*What needs to be done:* From first line to last, retype the data exactly.

——

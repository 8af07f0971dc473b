//! CLI command implementations

use std::str::FromStr;
use std::sync::Arc;

use clap::{Parser, Subcommand};
use tokio_util::sync::CancellationToken;
use tracing::{info, warn};

use crate::crawler::HttpFetcher;
use crate::engine::{Engine, PushError};
use crate::lock::{DistributedLock, LockError, MemoryLock, RedisLock};
use crate::pipeline::{
    BatchKind, DownloadRequest, Pipeline, PipelineError, RefreshRequest, StockListRequest,
};
use crate::sink::MemorySink;
use crate::telemetry::LogReporter;
use crate::trigger::{cron_enabled_from_env, CronTrigger};

/// CLI errors
#[derive(Debug, thiserror::Error)]
pub enum CliError {
    /// Pipeline error
    #[error("pipeline error: {0}")]
    Pipeline(#[from] PipelineError),

    /// Queue error
    #[error("queue error: {0}")]
    Queue(#[from] PushError),

    /// Lock backend error
    #[error("lock error: {0}")]
    Lock(#[from] LockError),

    /// Invalid argument
    #[error("invalid argument: {0}")]
    InvalidArgument(String),

    /// Trigger rejected the request
    #[error("trigger refused ({code}): {message}")]
    TriggerRefused { code: u16, message: String },
}

impl FromStr for BatchKind {
    type Err = String;

    fn from_str(s: &str) -> Result<Self, Self::Err> {
        match s.to_lowercase().as_str() {
            "daily-close" => Ok(BatchKind::DailyClose),
            "three-primary" => Ok(BatchKind::ThreePrimary),
            "concentration" => Ok(BatchKind::StakeConcentration),
            _ => Err(format!(
                "invalid kind: {s}. Valid options: daily-close, three-primary, concentration"
            )),
        }
    }
}

#[derive(Parser)]
#[command(name = "twstock-ingest")]
#[command(about = "Scrape Taiwan stock-exchange daily datasets", long_about = None)]
#[command(version)]
pub struct Cli {
    /// Command to execute
    #[command(subcommand)]
    pub command: Commands,

    /// Worker pool size
    #[arg(long, global = true, default_value_t = 5)]
    pub max_workers: usize,

    /// Job queue capacity
    #[arg(long, global = true, default_value_t = 256)]
    pub queue_capacity: usize,

    /// Scraping proxy prefix; target URLs are escaped and appended
    #[arg(long, global = true)]
    pub proxy: Option<String>,

    /// Redis connection URL for the cron lock
    #[arg(long, global = true, env = "REDIS_URL")]
    pub redis_url: Option<String>,
}

#[derive(Subcommand)]
pub enum Commands {
    /// Arm the cron schedule and serve until interrupted
    Serve {
        /// Cron expression (5 or 6 fields)
        #[arg(long, default_value = "30 17 * * 1-5")]
        schedule: String,
    },
    /// Run one batch download now
    Download {
        /// Days to rewind from today (0 = today only)
        #[arg(long, default_value_t = 0)]
        rewind: u32,
        /// Dataset kinds to download
        #[arg(long, value_delimiter = ',')]
        kinds: Vec<BatchKind>,
    },
    /// Download the exchange stock lists
    Stocks,
    /// Recompute concentration percentages for scraped rows
    Refresh {
        /// Days to rewind from today (0 = today only)
        #[arg(long, default_value_t = 0)]
        rewind: u32,
    },
}

impl Cli {
    pub async fn execute(self, root_cancel: CancellationToken) -> Result<(), CliError> {
        let (queue, engine) = Engine::start(self.max_workers, self.queue_capacity);
        let pipeline = Arc::new(Pipeline::new(
            queue,
            Arc::new(HttpFetcher::new(self.proxy.clone())),
            Arc::new(MemorySink::new()),
            Arc::new(LogReporter),
        ));

        let result = match &self.command {
            Commands::Serve { schedule } => {
                self.serve(pipeline.clone(), schedule, root_cancel.clone())
                    .await
            }
            Commands::Download { rewind, kinds } => {
                let mut request = DownloadRequest {
                    rewind_limit: -i64::from(*rewind),
                    ..DownloadRequest::default()
                };
                if !kinds.is_empty() {
                    request.kinds = kinds.clone();
                }
                let summary = pipeline.batching_download(root_cancel.clone(), request).await?;
                info!(?summary, "download finished");
                Ok(())
            }
            Commands::Stocks => {
                let summary = pipeline
                    .stock_list_download(root_cancel.clone(), StockListRequest::default())
                    .await?;
                info!(?summary, "stock-list download finished");
                Ok(())
            }
            Commands::Refresh { rewind } => {
                let request = RefreshRequest {
                    rewind_limit: -i64::from(*rewind),
                    ..RefreshRequest::default()
                };
                let summary = pipeline
                    .refresh_concentration(root_cancel.clone(), request)
                    .await?;
                info!(?summary, "refresh finished");
                Ok(())
            }
        };

        engine.shutdown().await;
        result
    }

    async fn serve(
        &self,
        pipeline: Arc<Pipeline>,
        schedule: &str,
        root_cancel: CancellationToken,
    ) -> Result<(), CliError> {
        let lock: Arc<dyn DistributedLock> = match &self.redis_url {
            Some(url) => Arc::new(RedisLock::connect(url).await?),
            None => {
                warn!("no redis url configured, falling back to process-local lock");
                Arc::new(MemoryLock::new())
            }
        };

        let trigger = CronTrigger::new(pipeline, lock, cron_enabled_from_env());
        let response = trigger.start(schedule, DownloadRequest::default(), root_cancel.clone());
        if response.code != 200 {
            return Err(CliError::TriggerRefused {
                code: response.code,
                message: response.message,
            });
        }
        info!(message = %response.message, "serving");

        root_cancel.cancelled().await;
        Ok(())
    }
}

——

*Reply:*
repository 8af07f0971dc473b
//! CLI command implementations

use std::str::FromStr;
use std::sync::Arc;

use clap::{Parser, Subcommand};
use tokio_util::sync::CancellationToken;
use tracing::{info, warn};

use crate::crawler::HttpFetcher;
use crate::engine::{Engine, PushError};
use crate::lock::{DistributedLock, LockError, MemoryLock, RedisLock};
use crate::pipeline::{
    BatchKind, DownloadRequest, Pipeline, PipelineError, RefreshRequest, StockListRequest,
};
use crate::sink::MemorySink;
use crate::telemetry::LogReporter;
use crate::trigger::{cron_enabled_from_env, CronTrigger};

/// CLI errors
#[derive(Debug, thiserror::Error)]
pub enum CliError {
    /// Pipeline error
    #[error("pipeline error: {0}")]
    Pipeline(#[from] PipelineError),

    /// Queue error
    #[error("queue error: {0}")]
    Queue(#[from] PushError),

    /// Lock backend error
    #[error("lock error: {0}")]
    Lock(#[from] LockError),

    /// Invalid argument
    #[error("invalid argument: {0}")]
    InvalidArgument(String),

    /// Trigger rejected the request
    #[error("trigger refused ({code}): {message}")]
    TriggerRefused { code: u16, message: String },
}

impl FromStr for BatchKind {
    type Err = String;

    fn from_str(s: &str) -> Result<Self, Self::Err> {
        match s.to_lowercase().as_str() {
            "daily-close" => Ok(BatchKind::DailyClose),
            "three-primary" => Ok(BatchKind::ThreePrimary),
            "concentration" => Ok(BatchKind::StakeConcentration),
            _ => Err(format!(
                "invalid kind: {s}. Valid options: daily-close, three-primary, concentration"
            )),
        }
    }
}

#[derive(Parser)]
#[command(name = "twstock-ingest")]
#[command(about = "Scrape Taiwan stock-exchange daily datasets", long_about = None)]
#[command(version)]
pub struct Cli {
    /// Command to execute
    #[command(subcommand)]
    pub command: Commands,

    /// Worker pool size
    #[arg(long, global = true, default_value_t = 5)]
    pub max_workers: usize,

    /// Job queue capacity
    #[arg(long, global = true, default_value_t = 256)]
    pub queue_capacity: usize,

    /// Scraping proxy prefix; target URLs are escaped and appended
    #[arg(long, global = true)]
    pub proxy: Option<String>,

    /// Redis connection URL for the cron lock
    #[arg(long, global = true, env = "REDIS_URL")]
    pub redis_url: Option<String>,
}

#[derive(Subcommand)]
pub enum Commands {
    /// Arm the cron schedule and serve until interrupted
    Serve {
        /// Cron expression (5 or 6 fields)
        #[arg(long, default_value = "30 17 * * 1-5")]
        schedule: String,
    },
    /// Run one batch download now
    Download {
        /// Days to rewind from today (0 = today only)
        #[arg(long, default_value_t = 0)]
        rewind: u32,
        /// Dataset kinds to download
        #[arg(long, value_delimiter = ',')]
        kinds: Vec<BatchKind>,
    },
    /// Download the exchange stock lists
    Stocks,
    /// Recompute concentration percentages for scraped rows
    Refresh {
        /// Days to rewind from today (0 = today only)
        #[arg(long, default_value_t = 0)]
        rewind: u32,
    },
}

impl Cli {
    pub async fn execute(self, root_cancel: CancellationToken) -> Result<(), CliError> {
        let (queue, engine) = Engine::start(self.max_workers, self.queue_capacity);
        let pipeline = Arc::new(Pipeline::new(
            queue,
            Arc::new(HttpFetcher::new(self.proxy.clone())),
            Arc::new(MemorySink::new()),
            Arc::new(LogReporter),
        ));

        let result = match &self.command {
            Commands::Serve { schedule } => {
                self.serve(pipeline.clone(), schedule, root_cancel.clone())
                    .await
            }
            Commands::Download { rewind, kinds } => {
                let mut request = DownloadRequest {
                    rewind_limit: -i64::from(*rewind),
                    ..DownloadRequest::default()
                };
                if !kinds.is_empty() {
                    request.kinds = kinds.clone();
                }
                let summary = pipeline.batching_download(root_cancel.clone(), request).await?;
                info!(?summary, "download finished");
                Ok(())
            }
            Commands::Stocks => {
                let summary = pipeline
                    .stock_list_download(root_cancel.clone(), StockListRequest::default())
                    .await?;
                info!(?summary, "stock-list download finished");
                Ok(())
            }
            Commands::Refresh { rewind } => {
                let request = RefreshRequest {
                    rewind_limit: -i64::from(*rewind),
                    ..RefreshRequest::default()
                };
                let summary = pipeline
                    .refresh_concentration(root_cancel.clone(), request)
                    .await?;
                info!(?summary, "refresh finished");
                Ok(())
            }
        };

        engine.shutdown().await;
        result
    }

    async fn serve(
        &self,
        pipeline: Arc<Pipeline>,
        schedule: &str,
        root_cancel: CancellationToken,
    ) -> Result<(), CliError> {
        let lock: Arc<dyn DistributedLock> = match &self.redis_url {
            Some(url) => Arc::new(RedisLock::connect(url).await?),
            None => {
                warn!("no redis url configured, falling back to process-local lock");
                Arc::new(MemoryLock::new())
            }
        };

        let trigger = CronTrigger::new(pipeline, lock, cron_enabled_from_env());
        let response = trigger.start(schedule, DownloadRequest::default(), root_cancel.clone());
        if response.code != 200 {
            return Err(CliError::TriggerRefused {
                code: response.code,
                message: response.message,
            });
        }
        info!(message = %response.message, "serving");

        root_cancel.cancelled().await;
        Ok(())
    }
}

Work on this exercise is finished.